* [WORK TO BE COMPLETED] In the entries below, the word "Result" appears on some lines. Copy each of those lines.

* [RAW DATA]
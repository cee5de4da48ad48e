//! Converts BOM and solution manifests into the records persisted for public content.

use crate::core::{ArchitectureRecord, BomRecord, ManifestMetadata, SolutionRecord};
use crate::utils::error::{CatalogError, Result};
use regex::Regex;
use serde_yaml_ng::Value;
use std::sync::OnceLock;

const SOLUTION_KIND: &str = "Solution";

fn catalog_url_key() -> &'static Regex {
    static PATTERN: OnceLock<Regex> = OnceLock::new();
    PATTERN.get_or_init(|| Regex::new(r"^catalog[Uu](rl|RL)").expect("valid catalog url pattern"))
}

fn load(yaml: &str, what: &str) -> Result<(Value, ManifestMetadata)> {
    let value: Value = serde_yaml_ng::from_str(yaml).map_err(|e| CatalogError::ValidationError {
        message: format!("Failed to load {} yaml: {}", what, e),
    })?;
    let metadata = match value.get("metadata") {
        Some(metadata) => serde_yaml_ng::from_value::<ManifestMetadata>(metadata.clone())?,
        None => {
            return Err(CatalogError::ValidationError {
                message: format!("{} yaml has no metadata", what),
            })
        }
    };
    Ok((value, metadata))
}

/// Just the `metadata` block of any manifest.
pub fn parse_metadata(yaml: &str) -> Result<ManifestMetadata> {
    load(yaml, "manifest").map(|(_, metadata)| metadata)
}

fn is_solution(value: &Value) -> bool {
    value.get("kind").and_then(Value::as_str) == Some(SOLUTION_KIND)
}

fn without_spec_field(value: &Value, field: &str) -> Result<String> {
    let mut trimmed = value.clone();
    if let Some(spec) = trimmed.get_mut("spec").and_then(Value::as_mapping_mut) {
        spec.remove(field);
    }
    Ok(serde_yaml_ng::to_string(&trimmed)?)
}

/// BOM manifest → architecture plus one record per module.
pub fn parse_bom_yaml(yaml: &str, public: bool) -> Result<(ArchitectureRecord, Vec<BomRecord>)> {
    let (value, metadata) = load(yaml, "bom")?;
    if is_solution(&value) {
        return Err(CatalogError::ValidationError {
            message: "Must be a bom yaml, not a solution.".to_string(),
        });
    }

    let display_name = metadata
        .annotations
        .get("displayName")
        .cloned()
        .unwrap_or_else(|| metadata.name.clone());
    let name = match metadata.labels.get("code") {
        Some(code) => format!("{} - {}", code, display_name),
        None => display_name,
    };
    let description = metadata
        .annotations
        .get("description")
        .cloned()
        .unwrap_or_else(|| format!("{} Bill of Materials.", metadata.name));

    let arch = ArchitectureRecord {
        arch_id: metadata.name.clone(),
        name,
        short_desc: description.clone(),
        long_desc: description,
        public,
        platform: metadata.labels.get("platform").cloned(),
        yaml: without_spec_field(&value, "modules")?,
    };

    let modules = value
        .get("spec")
        .and_then(|spec| spec.get("modules"))
        .and_then(Value::as_sequence)
        .cloned()
        .unwrap_or_default();

    let mut boms = Vec::with_capacity(modules.len());
    for module in &modules {
        if module.is_string() {
            return Err(CatalogError::ValidationError {
                message: "BOM modules must not be of type string.".to_string(),
            });
        }
        let service_id = module
            .get("name")
            .and_then(Value::as_str)
            .ok_or_else(|| CatalogError::ValidationError {
                message: format!("{}: BOM module without a name", arch.arch_id),
            })?
            .to_string();
        let desc = module
            .get("alias")
            .and_then(Value::as_str)
            .map(str::to_string)
            .unwrap_or_else(|| service_id.clone());

        if boms.iter().any(|bom: &BomRecord| bom.desc == desc) {
            return Err(CatalogError::ValidationError {
                message: format!(
                    "{}: module {} appears more than once; give each an alias",
                    arch.arch_id, desc
                ),
            });
        }

        boms.push(BomRecord {
            arch_id: arch.arch_id.clone(),
            service_id,
            desc,
            yaml: serde_yaml_ng::to_string(module)?,
        });
    }

    Ok((arch, boms))
}

pub fn parse_solution_yaml(yaml: &str, public: bool) -> Result<SolutionRecord> {
    let (value, metadata) = load(yaml, "solution")?;
    if !is_solution(&value) {
        return Err(CatalogError::ValidationError {
            message: "Must be a solution yaml, not a bom.".to_string(),
        });
    }

    let display_name = metadata
        .annotations
        .get("displayName")
        .cloned()
        .unwrap_or_else(|| metadata.name.clone());
    let description = metadata
        .annotations
        .get("description")
        .cloned()
        .unwrap_or_else(|| format!("{} Solution.", display_name));

    Ok(SolutionRecord {
        id: metadata.name.clone(),
        name: display_name,
        short_desc: description.clone(),
        long_desc: description,
        public,
        techzone: false,
        platform: metadata.labels.get("platform").cloned(),
        yaml: without_spec_field(&value, "stack")?,
    })
}

/// Catalog locations declared by manifests through `catalogUrl*` annotations, appended to `base_urls`.
pub fn catalog_urls_for(manifests: &[ManifestMetadata], base_urls: &[String]) -> Vec<String> {
    let mut urls: Vec<String> = Vec::new();
    let mut push = |url: &str| {
        let url = url.trim();
        if !url.is_empty() && !urls.iter().any(|existing| existing == url) {
            urls.push(url.to_string());
        }
    };

    base_urls.iter().for_each(|url| push(url));
    for metadata in manifests {
        for (key, value) in &metadata.annotations {
            if key == "catalogUrl" || key == "catalogURL" {
                value.split(',').for_each(&mut push);
            } else if catalog_url_key().is_match(key) {
                push(value);
            }
        }
    }

    urls
}

#[cfg(test)]
mod tests {
    use super::*;

    const BOM: &str = r#"
apiVersion: cloudnativetoolkit.dev/v1alpha1
kind: BillOfMaterial
metadata:
  name: 105-ibm-vpc-openshift
  labels:
    code: "105"
    platform: ibm
  annotations:
    displayName: IBM VPC OpenShift
spec:
  modules:
    - name: ibm-vpc
    - name: ibm-vpc-subnets
      alias: worker-subnets
      variables:
        - name: _count
          value: 3
"#;

    const SOLUTION: &str = r#"
apiVersion: cloudnativetoolkit.dev/v1alpha1
kind: Solution
metadata:
  name: turbonomic-ibm
  annotations:
    description: Turbonomic on IBM Cloud
    catalogUrl: https://a.example/index.yaml,https://b.example/index.yaml
    catalogUrl-extra: https://c.example/index.yaml
spec:
  version: v1.0.0
  stack:
    - name: 105-ibm-vpc-openshift
      layer: infrastructure
"#;

    #[test]
    fn test_parse_bom_yaml() {
        let (arch, boms) = parse_bom_yaml(BOM, true).unwrap();

        assert_eq!(arch.arch_id, "105-ibm-vpc-openshift");
        assert_eq!(arch.name, "105 - IBM VPC OpenShift");
        assert_eq!(arch.short_desc, "105-ibm-vpc-openshift Bill of Materials.");
        assert_eq!(arch.platform.as_deref(), Some("ibm"));
        assert!(arch.public);
        assert!(!arch.yaml.contains("ibm-vpc-subnets"));

        assert_eq!(boms.len(), 2);
        assert_eq!(boms[0].desc, "ibm-vpc");
        assert_eq!(boms[1].service_id, "ibm-vpc-subnets");
        assert_eq!(boms[1].desc, "worker-subnets");
        assert!(boms[1].yaml.contains("_count"));
    }

    #[test]
    fn test_string_modules_are_rejected() {
        let yaml = "kind: BillOfMaterial\nmetadata:\n  name: x\nspec:\n  modules:\n    - ibm-vpc\n";
        assert!(matches!(
            parse_bom_yaml(yaml, true),
            Err(CatalogError::ValidationError { .. })
        ));
    }

    #[test]
    fn test_repeated_module_needs_alias() {
        let repeated = "kind: BillOfMaterial\nmetadata:\n  name: x\nspec:\n  modules:\n    - name: ibm-vpc-subnets\n    - name: ibm-vpc-subnets\n";
        assert!(matches!(
            parse_bom_yaml(repeated, true),
            Err(CatalogError::ValidationError { .. })
        ));

        let aliased = "kind: BillOfMaterial\nmetadata:\n  name: x\nspec:\n  modules:\n    - name: ibm-vpc-subnets\n    - name: ibm-vpc-subnets\n      alias: edge-subnets\n";
        let (_, boms) = parse_bom_yaml(aliased, true).unwrap();
        assert_eq!(boms.len(), 2);
    }

    #[test]
    fn test_parse_solution_yaml() {
        let solution = parse_solution_yaml(SOLUTION, true).unwrap();

        assert_eq!(solution.id, "turbonomic-ibm");
        assert_eq!(solution.name, "turbonomic-ibm");
        assert_eq!(solution.short_desc, "Turbonomic on IBM Cloud");
        assert!(!solution.techzone);
        assert!(!solution.yaml.contains("stack"));
        assert!(solution.yaml.contains("version: v1.0.0"));
    }

    #[test]
    fn test_kind_mismatch_is_rejected() {
        assert!(parse_solution_yaml(BOM, true).is_err());
        assert!(parse_bom_yaml(SOLUTION, true).is_err());
    }

    #[test]
    fn test_catalog_urls_from_annotations() {
        let value: Value = serde_yaml_ng::from_str(SOLUTION).unwrap();
        let metadata: ManifestMetadata =
            serde_yaml_ng::from_value(value.get("metadata").unwrap().clone()).unwrap();

        let urls = catalog_urls_for(
            &[metadata],
            &["https://b.example/index.yaml".to_string()],
        );

        assert_eq!(
            urls,
            vec![
                "https://b.example/index.yaml",
                "https://a.example/index.yaml",
                "https://c.example/index.yaml",
            ]
        );
    }
}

* [OUTPUT BELOW]
use crate::utils::error::{CatalogError, Result};
fn load(yaml: &str, what: &str) -> Result<(Value, ManifestMetadata)> {
pub fn parse_metadata(yaml: &str) -> Result<ManifestMetadata> {
fn without_spec_field(value: &Value, field: &str) -> Result<String> {
pub fn parse_bom_yaml(yaml: &str, public: bool) -> Result<(ArchitectureRecord, Vec<BomRecord>)> {
pub fn parse_solution_yaml(yaml: &str, public: bool) -> Result<SolutionRecord> {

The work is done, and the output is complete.